Par sa poésie, par sa parole publique et son simple charisme, Miron est devenu au Québec, bien avant sa mort en 1996, une figure prestigieuse et proprement légendaire. C’est à cette figure que je me suis mesuré en travaillant pendant plusieurs années à sa biographie, publiée à Montréal en 2011. Par-dessus tout, Miron demeure un immense poète, un créateur de langue qui traite de thèmes universels à travers la condition québécoise : la lutte contre l’injustice et l’aliénation, la quête amoureuse, l’aspiration humaine à un lieu habitable où il soit possible de s’épanouir. Par là, il demeure bien vivant, on continue de le lire au Québec et à l’étranger, et il connaît depuis quelques années une nouvelle vie à travers la mise en musique et en spectacle de ses poèmes, notamment grâce au groupe des Douze hommes rapaillés.

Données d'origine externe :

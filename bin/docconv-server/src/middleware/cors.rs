use std::sync::Arc;

use axum::http::HeaderValue;
use tower_http::cors::{Any, CorsLayer};

use crate::state::AppState;

pub fn cors_layer(state: Arc<AppState>) -> CorsLayer {
    let base = CorsLayer::new().allow_headers(Any).allow_methods(Any);

    let origins: Vec<HeaderValue> = state
        .config
        .cors_allowed_origins
        .as_deref()
        .unwrap_or_default()
        .split(',')
        .map(str::trim)
        .filter(|s| !s.is_empty())
        .filter_map(|s| s.parse().ok())
        .collect();

    if origins.is_empty() {
        // Wildcard; set DOCCONV_CORS_ORIGINS to restrict.
        base.allow_origin(Any)
    } else {
        base.allow_origin(origins)
    }
}
/// Input field a finding is attached to.
#[derive(Debug, Clone, Copy, PartialEq, Eq, Hash, Serialize, Deserialize)]
pub enum Field {
    #[serde(rename = "age")]
    Age,
    #[serde(rename = "gender")]
    Gender,
    #[serde(rename = "totalCholesterol")]
    TotalCholesterol,
    #[serde(rename = "hdlCholesterol")]
    HdlCholesterol,
    #[serde(rename = "systolicBP")]
    SystolicBp,
    #[serde(rename = "diastolicBP")]
    DiastolicBp,
    #[serde(rename = "onBPMedication")]
    OnBpMedication,
    #[serde(rename = "bloodGlucose")]
    BloodGlucose,
    #[serde(rename = "smokingStatus")]
    SmokingStatus,
    #[serde(rename = "hasDiabetes")]
    HasDiabetes,
    #[serde(rename = "familyHistory")]
    FamilyHistory,
}

impl Field {
    /// Serialized field name.
    #[must_use]
    pub fn as_str(&self) -> &'static str {
        match self {
            Self::Age => "age",
            Self::Gender => "gender",
            Self::TotalCholesterol => "totalCholesterol",
            Self::HdlCholesterol => "hdlCholesterol",
            Self::SystolicBp => "systolicBP",
            Self::DiastolicBp => "diastolicBP",
            Self::OnBpMedication => "onBPMedication",
            Self::BloodGlucose => "bloodGlucose",
            Self::SmokingStatus => "smokingStatus",
            Self::HasDiabetes => "hasDiabetes",
            Self::FamilyHistory => "familyHistory",
        }
    }

    /// Human-readable label used in messages.
    #[must_use]
    pub fn label(&self) -> &'static str {
        match self {
            Self::Age => "Age",
            Self::Gender => "Gender",
            Self::TotalCholesterol => "Total cholesterol",
            Self::HdlCholesterol => "HDL cholesterol",
            Self::SystolicBp => "Systolic blood pressure",
            Self::DiastolicBp => "Diastolic blood pressure",
            Self::OnBpMedication => "Blood pressure medication",
            Self::BloodGlucose => "Blood glucose",
            Self::SmokingStatus => "Smoking status",
            Self::HasDiabetes => "Diabetes status",
            Self::FamilyHistory => "Family history",
        }
    }
}
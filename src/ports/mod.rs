//! Ports layer: Trait definitions for external operations.
//!
//! Following Hexagonal Architecture, these traits define the boundaries
//! between the application and the outside world. The risk core needs only
//! one: a source of wall-clock time for result metadata.

mod clock;

pub use clock::Clock;
//! Risk classification and the composed result of one calculation.

use serde::{Deserialize, Serialize};

use super::comparison::ComparisonData;
use super::framingham::RiskFactorBreakdown;
use super::recommendation::Recommendation;
use super::validation::ValidationError;

/// Lower bound (%) of the moderate category.
pub const MODERATE_RISK_THRESHOLD: f64 = 10.0;

/// Lower bound (%) of the high category.
pub const HIGH_RISK_THRESHOLD: f64 = 20.0;

/// 10-year cardiovascular risk classification.
#[derive(Debug, Clone, Copy, PartialEq, Eq, Hash, Serialize, Deserialize)]
#[serde(rename_all = "lowercase")]
pub enum RiskCategory {
    /// Below 10%
    Low,
    /// 10% up to, not including, 20%
    Moderate,
    /// 20% and above
    High,
}

impl RiskCategory {
    /// Get a human-readable description.
    #[must_use]
    pub fn description(&self) -> &'static str {
        match self {
            Self::Low => "Low risk - Maintain current healthy habits",
            Self::Moderate => "Moderate risk - Discuss prevention with a doctor",
            Self::High => "High risk - Prompt medical evaluation advised",
        }
    }
}

impl std::fmt::Display for RiskCategory {
    fn fmt(&self, f: &mut std::fmt::Formatter<'_>) -> std::fmt::Result {
        match self {
            Self::Low => write!(f, "LOW"),
            Self::Moderate => write!(f, "MODERATE"),
            Self::High => write!(f, "HIGH"),
        }
    }
}

/// Classify a 10-year risk percentage.
///
/// Lower bounds are inclusive: 10.0 is moderate and 20.0 is high.
#[must_use]
pub fn categorize(risk: f64) -> RiskCategory {
    if risk >= HIGH_RISK_THRESHOLD {
        RiskCategory::High
    } else if risk >= MODERATE_RISK_THRESHOLD {
        RiskCategory::Moderate
    } else {
        RiskCategory::Low
    }
}

/// Complete outcome of one risk calculation.
#[derive(Debug, Clone, PartialEq, Serialize, Deserialize)]
#[serde(rename_all = "camelCase")]
pub struct RiskResult {
    /// Percent, one decimal, within [0, 100]
    pub ten_year_risk: f64,

    pub risk_category: RiskCategory,

    pub risk_factors: RiskFactorBreakdown,

    pub comparison_data: ComparisonData,

    pub recommendations: Vec<Recommendation>,

    /// Metadata only; never influences the numbers
    pub calculated_at: chrono::DateTime<chrono::Utc>,

    pub algorithm_version: String,
}

/// A result together with the non-blocking findings it was computed despite.
#[derive(Debug, Clone, PartialEq, Serialize, Deserialize)]
#[serde(rename_all = "camelCase")]
pub struct Assessment {
    pub result: RiskResult,

    /// Warnings and advisory notes to show the user
    pub notices: Vec<ValidationError>,
}

#[cfg(test)]
mod tests {
    use super::*;

    #[test]
    fn test_category_thresholds() {
        assert_eq!(categorize(0.0), RiskCategory::Low);
        assert_eq!(categorize(9.9), RiskCategory::Low);
        assert_eq!(categorize(10.0), RiskCategory::Moderate);
        assert_eq!(categorize(19.9), RiskCategory::Moderate);
        assert_eq!(categorize(20.0), RiskCategory::High);
        assert_eq!(categorize(100.0), RiskCategory::High);
    }

    #[test]
    fn test_category_display_and_serde() {
        assert_eq!(RiskCategory::Moderate.to_string(), "MODERATE");
        let json = serde_json::to_string(&RiskCategory::High).expect("Should serialize");
        assert_eq!(json, "\"high\"");
    }
}
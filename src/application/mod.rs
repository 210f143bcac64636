//! Application layer: Use cases and services.
//!
//! This module orchestrates domain logic with ports to implement
//! the risk assessment use case.

mod config;
mod engine;

pub use config::EngineConfig;
pub use engine::RiskEngine;
//! Rule-based recommendations.
//!
//! A fixed base set per risk category is extended with personalized entries
//! gated on individual risk factors, then ordered by priority and kind.

use serde::{Deserialize, Serialize};

use super::assessment::RiskCategory;
use super::patient::{PatientInput, SmokingStatus};
use super::units::standardize_cholesterol;

/// Systolic pressure (mmHg) at which BP management is recommended.
const HYPERTENSION_SYSTOLIC: f64 = 140.0;
/// Diastolic pressure (mmHg) at which BP management is recommended.
const HYPERTENSION_DIASTOLIC: f64 = 90.0;
/// Total cholesterol (mg/dL) considered high.
const HIGH_TOTAL_CHOLESTEROL_MG_DL: f64 = 240.0;
/// HDL (mg/dL) considered low.
const LOW_HDL_MG_DL: f64 = 40.0;
/// Age from which age-related monitoring is suggested.
const SENIOR_AGE: u32 = 65;

/// Kind of recommendation.
#[derive(Debug, Clone, Copy, PartialEq, Eq, Hash, Serialize, Deserialize)]
#[serde(rename_all = "lowercase")]
pub enum RecommendationCategory {
    Medical,
    Lifestyle,
    Monitoring,
}

impl RecommendationCategory {
    /// Sort rank; higher sorts first.
    fn rank(&self) -> u8 {
        match self {
            Self::Medical => 2,
            Self::Lifestyle => 1,
            Self::Monitoring => 0,
        }
    }
}

#[derive(Debug, Clone, Copy, PartialEq, Eq, Hash, Serialize, Deserialize)]
#[serde(rename_all = "lowercase")]
pub enum Priority {
    High,
    Medium,
    Low,
}

impl Priority {
    /// Sort rank; higher sorts first.
    fn rank(&self) -> u8 {
        match self {
            Self::High => 2,
            Self::Medium => 1,
            Self::Low => 0,
        }
    }
}

/// External reading material attached to a recommendation.
#[derive(Debug, Clone, PartialEq, Eq, Serialize, Deserialize)]
pub struct Resource {
    pub title: String,
    pub url: String,
    pub description: String,
}

impl Resource {
    fn new(title: &str, url: &str, description: &str) -> Self {
        Self {
            title: title.to_string(),
            url: url.to_string(),
            description: description.to_string(),
        }
    }
}

#[derive(Debug, Clone, PartialEq, Eq, Serialize, Deserialize)]
#[serde(rename_all = "camelCase")]
pub struct Recommendation {
    pub category: RecommendationCategory,
    pub priority: Priority,
    pub title: String,
    pub description: String,
    pub action_items: Vec<String>,
    #[serde(default, skip_serializing_if = "Option::is_none")]
    pub resources: Option<Vec<Resource>>,
}

impl Recommendation {
    fn new(
        category: RecommendationCategory,
        priority: Priority,
        title: &str,
        description: String,
        action_items: &[&str],
    ) -> Self {
        Self {
            category,
            priority,
            title: title.to_string(),
            description,
            action_items: action_items.iter().map(|s| (*s).to_string()).collect(),
            resources: None,
        }
    }

    fn with_resource(mut self, resource: Resource) -> Self {
        self.resources.get_or_insert_with(Vec::new).push(resource);
        self
    }
}

fn healthy_living() -> Resource {
    Resource::new(
        "Healthy Living",
        "https://www.heart.org/en/healthy-living",
        "American Heart Association guidance on diet, activity and weight",
    )
}

fn base_recommendations(category: RiskCategory, risk: f64) -> Vec<Recommendation> {
    use Priority::{High, Low, Medium};
    use RecommendationCategory::{Lifestyle, Medical, Monitoring};

    match category {
        RiskCategory::Low => vec![
            Recommendation::new(
                Lifestyle,
                Medium,
                "Maintain a Heart-Healthy Lifestyle",
                format!(
                    "Your estimated 10-year cardiovascular risk is {risk:.1}%, which is low. \
                     Keeping your current habits helps it stay that way."
                ),
                &[
                    "Get at least 150 minutes of moderate activity per week",
                    "Eat a diet rich in vegetables, fruit, whole grains and fish",
                    "Maintain a healthy weight",
                    "Limit alcohol and avoid tobacco",
                ],
            )
            .with_resource(healthy_living()),
            Recommendation::new(
                Monitoring,
                Low,
                "Routine Health Checks",
                "Reassess your cardiovascular risk every 4-6 years or when your health changes."
                    .to_string(),
                &[
                    "Check blood pressure at least every 2 years",
                    "Check cholesterol every 4-6 years",
                ],
            ),
        ],
        RiskCategory::Moderate => vec![
            Recommendation::new(
                Medical,
                High,
                "Consult Your Healthcare Provider",
                format!(
                    "Your estimated 10-year cardiovascular risk is {risk:.1}%, which is moderate. \
                     A clinician can decide whether preventive treatment is appropriate."
                ),
                &[
                    "Schedule an appointment to review this result",
                    "Ask whether statin therapy is appropriate for you",
                    "Review any current medications",
                ],
            ),
            Recommendation::new(
                Lifestyle,
                High,
                "Intensify Lifestyle Changes",
                "Targeted changes in diet and activity can measurably lower a moderate risk."
                    .to_string(),
                &[
                    "Aim for 30 minutes of exercise on most days",
                    "Reduce saturated fat, salt and added sugar",
                    "Lose 5-10% of body weight if overweight",
                ],
            )
            .with_resource(healthy_living()),
            Recommendation::new(
                Monitoring,
                Medium,
                "Enhanced Monitoring",
                "Track your risk factors more closely to catch changes early.".to_string(),
                &[
                    "Check blood pressure every 6 months",
                    "Repeat a lipid panel every 1-2 years",
                    "Reassess cardiovascular risk annually",
                ],
            ),
        ],
        RiskCategory::High => vec![
            Recommendation::new(
                Medical,
                High,
                "Urgent Medical Evaluation",
                format!(
                    "Your estimated 10-year cardiovascular risk is {risk:.1}%, which is high. \
                     Please see a doctor soon to discuss treatment options."
                ),
                &[
                    "Book an appointment within the next few weeks",
                    "Discuss statin and blood pressure therapy",
                    "Ask about aspirin or other preventive medication",
                    "Learn the warning signs of heart attack and stroke",
                ],
            ),
            Recommendation::new(
                Lifestyle,
                High,
                "Aggressive Lifestyle Modification",
                "Comprehensive lifestyle change is essential alongside medical treatment."
                    .to_string(),
                &[
                    "Follow a structured diet plan such as DASH or Mediterranean",
                    "Start a supervised exercise program",
                    "Eliminate tobacco use completely",
                ],
            )
            .with_resource(healthy_living()),
            Recommendation::new(
                Monitoring,
                High,
                "Intensive Monitoring",
                "Frequent measurement helps you and your doctor judge treatment response."
                    .to_string(),
                &[
                    "Monitor blood pressure at home several times a week",
                    "Repeat blood tests as your doctor advises",
                    "Keep a log of readings to bring to appointments",
                ],
            ),
        ],
    }
}

fn personalized_recommendations(
    category: RiskCategory,
    input: &PatientInput,
) -> Vec<Recommendation> {
    use Priority::{High, Medium};
    use RecommendationCategory::{Lifestyle, Medical, Monitoring};

    let mut recommendations = Vec::new();
    let escalated = if category == RiskCategory::High { High } else { Medium };

    match input.smoking_status {
        SmokingStatus::Current => recommendations.push(
            Recommendation::new(
                Lifestyle,
                High,
                "Smoking Cessation Plan",
                "Smoking is one of the strongest modifiable cardiovascular risk factors. \
                 Quitting lowers risk within the first year."
                    .to_string(),
                &[
                    "Set a quit date within the next two weeks",
                    "Ask your doctor about nicotine replacement or medication",
                    "Call a quit line or join a support program",
                ],
            )
            .with_resource(Resource::new(
                "Smokefree.gov",
                "https://smokefree.gov/",
                "Free tools and support for quitting smoking",
            )),
        ),
        SmokingStatus::Former => recommendations.push(Recommendation::new(
            Lifestyle,
            Medium,
            "Stay Smoke-Free",
            "Quitting smoking was a major step. Your risk continues to fall the longer you \
             stay smoke-free."
                .to_string(),
            &["Avoid situations that trigger cravings", "Avoid second-hand smoke"],
        )),
        SmokingStatus::Never => {}
    }

    if input.has_diabetes {
        recommendations.push(
            Recommendation::new(
                Medical,
                High,
                "Diabetes Management",
                "Diabetes substantially increases cardiovascular risk; good glucose control \
                 reduces it."
                    .to_string(),
                &[
                    "Keep HbA1c within the target agreed with your doctor",
                    "Monitor blood glucose regularly",
                    "Have an annual diabetes review",
                ],
            )
            .with_resource(Resource::new(
                "American Diabetes Association",
                "https://diabetes.org/",
                "Living with diabetes and heart health",
            )),
        );
    }

    if input.systolic_bp >= HYPERTENSION_SYSTOLIC || input.diastolic_bp >= HYPERTENSION_DIASTOLIC {
        recommendations.push(
            Recommendation::new(
                Medical,
                escalated,
                "Blood Pressure Management",
                format!(
                    "Your blood pressure of {:.0}/{:.0} mmHg is in the hypertensive range.",
                    input.systolic_bp, input.diastolic_bp
                ),
                &[
                    "Discuss blood pressure treatment with your doctor",
                    "Limit sodium to less than 1,500 mg per day",
                    "Measure blood pressure at home regularly",
                ],
            )
            .with_resource(Resource::new(
                "High Blood Pressure",
                "https://www.heart.org/en/health-topics/high-blood-pressure",
                "Understanding and managing hypertension",
            )),
        );
    }

    let unit = input.cholesterol_unit;
    let high_total = standardize_cholesterol(input.total_cholesterol, unit)
        .is_ok_and(|tc| tc >= HIGH_TOTAL_CHOLESTEROL_MG_DL);
    let low_hdl = standardize_cholesterol(input.hdl_cholesterol, unit)
        .is_ok_and(|hdl| hdl < LOW_HDL_MG_DL);
    if high_total || low_hdl {
        recommendations.push(
            Recommendation::new(
                Medical,
                escalated,
                "Cholesterol Management",
                "Your cholesterol profile raises your cardiovascular risk.".to_string(),
                &[
                    "Discuss lipid-lowering therapy with your doctor",
                    "Replace saturated fats with unsaturated fats",
                    "Increase soluble fiber intake",
                ],
            )
            .with_resource(Resource::new(
                "CDC: Cholesterol",
                "https://www.cdc.gov/cholesterol/",
                "What cholesterol numbers mean and how to lower them",
            )),
        );
    }

    if input.age >= SENIOR_AGE {
        recommendations.push(Recommendation::new(
            Monitoring,
            Medium,
            "Age-Related Monitoring",
            "Cardiovascular risk rises with age, so regular check-ups matter more.".to_string(),
            &[
                "Have a yearly cardiovascular check-up",
                "Ask about screening for atrial fibrillation",
            ],
        ));
    }

    if input.family_history {
        recommendations.push(
            Recommendation::new(
                Monitoring,
                Medium,
                "Family History Awareness",
                "A family history of early heart disease increases your risk beyond what this \
                 score captures."
                    .to_string(),
                &[
                    "Tell your doctor which relatives were affected and at what age",
                    "Consider earlier and more frequent screening",
                ],
            )
            .with_resource(Resource::new(
                "CDC: Heart Disease",
                "https://www.cdc.gov/heart-disease/",
                "Heart disease risk factors, including family history",
            )),
        );
    }

    recommendations
}

/// Build the ordered recommendation list for a result.
///
/// Sorted by priority (high first), then kind (medical, lifestyle,
/// monitoring). The sort is stable, so equal entries keep insertion order.
#[must_use]
pub fn recommend(category: RiskCategory, risk: f64, input: &PatientInput) -> Vec<Recommendation> {
    let mut recommendations = base_recommendations(category, risk);

    for rec in personalized_recommendations(category, input) {
        if !recommendations.iter().any(|r| r.title == rec.title) {
            recommendations.push(rec);
        }
    }

    recommendations.sort_by(|a, b| {
        b.priority
            .rank()
            .cmp(&a.priority.rank())
            .then_with(|| b.category.rank().cmp(&a.category.rank()))
    });
    recommendations
}
//! Adapters layer: Concrete implementations of ports and I/O helpers.
//!
//! - `clock`: system and fixed clocks
//! - `json`: patient/result (de)serialization
//! - `sanitize`: redaction of identifiers and measurements in logs

pub mod clock;
pub mod json;
pub mod sanitize;

pub use clock::{FixedClock, SystemClock};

Q : C’est votre premier séjour en Haïti. Quelles sont vos attentes ?
R : L’imminence de mon premier voyage en Haïti suscite en moi une grande émotion. Pour la première fois en effet, je vais rencontrer, voir, sentir, toucher le pays réel, alors qu’Haïti est pour moi, depuis au moins trente ans, essentiellement un pays littéraire. C’est la lecture d’un écrivain québécois d’origine haïtienne, Robert Berrouet-Oriol, qui dès 1983 ou 1984, m’a fait intégrer le concept d’ « écriture migrante », que j’ai alors appliqué à la nouvelle situation identitaire de la littérature québécoise, caractérisée notamment à cette époque par un important apport d’écrivains venus de l’étranger. Je me suis mis à lire les poètes haïtiens qui avaient créé le groupe Haïti littéraire et avaient fui le régime Duvalier, Serge Legagneur et Anthony Phelps surtout, et aussi des romanciers établis au Québec : Gérard Étienne, Dany Laferrière, Émile Ollivier. Un peu plus tard, j’allais découvrir les œuvres de Joël Des Rosiers et de Marie-Célie Agnant. À l’université, j’ai eu des étudiantes d’origine haïtienne dont le travail m’a marqué : Stéphane Martelly qui a fait sous ma direction un mémoire sur le poète Magloire-Saint-Aude, et Lucienne Nicolas, qui a fait sa thèse sur les romanciers haïtiens de la diaspora, publiée plus tard à l’Harmattan, à Paris. Ces lectures et ces amitiés m’ont rendu Haïti très présent, en même temps que je découvrais les œuvres de Jacques Roumain, René Depestre, Marie Vieux-Chauvet. J’ai parfois l’illusion de m’être promené dans les rues de Port-au-Prince, d’avoir respiré le parfum des jardins de Jacmel et parcouru la campagne haïtienne. J’ai même écrit un roman, L’hiver de Mira Christophe, qui met en scène une femme née en Haïti !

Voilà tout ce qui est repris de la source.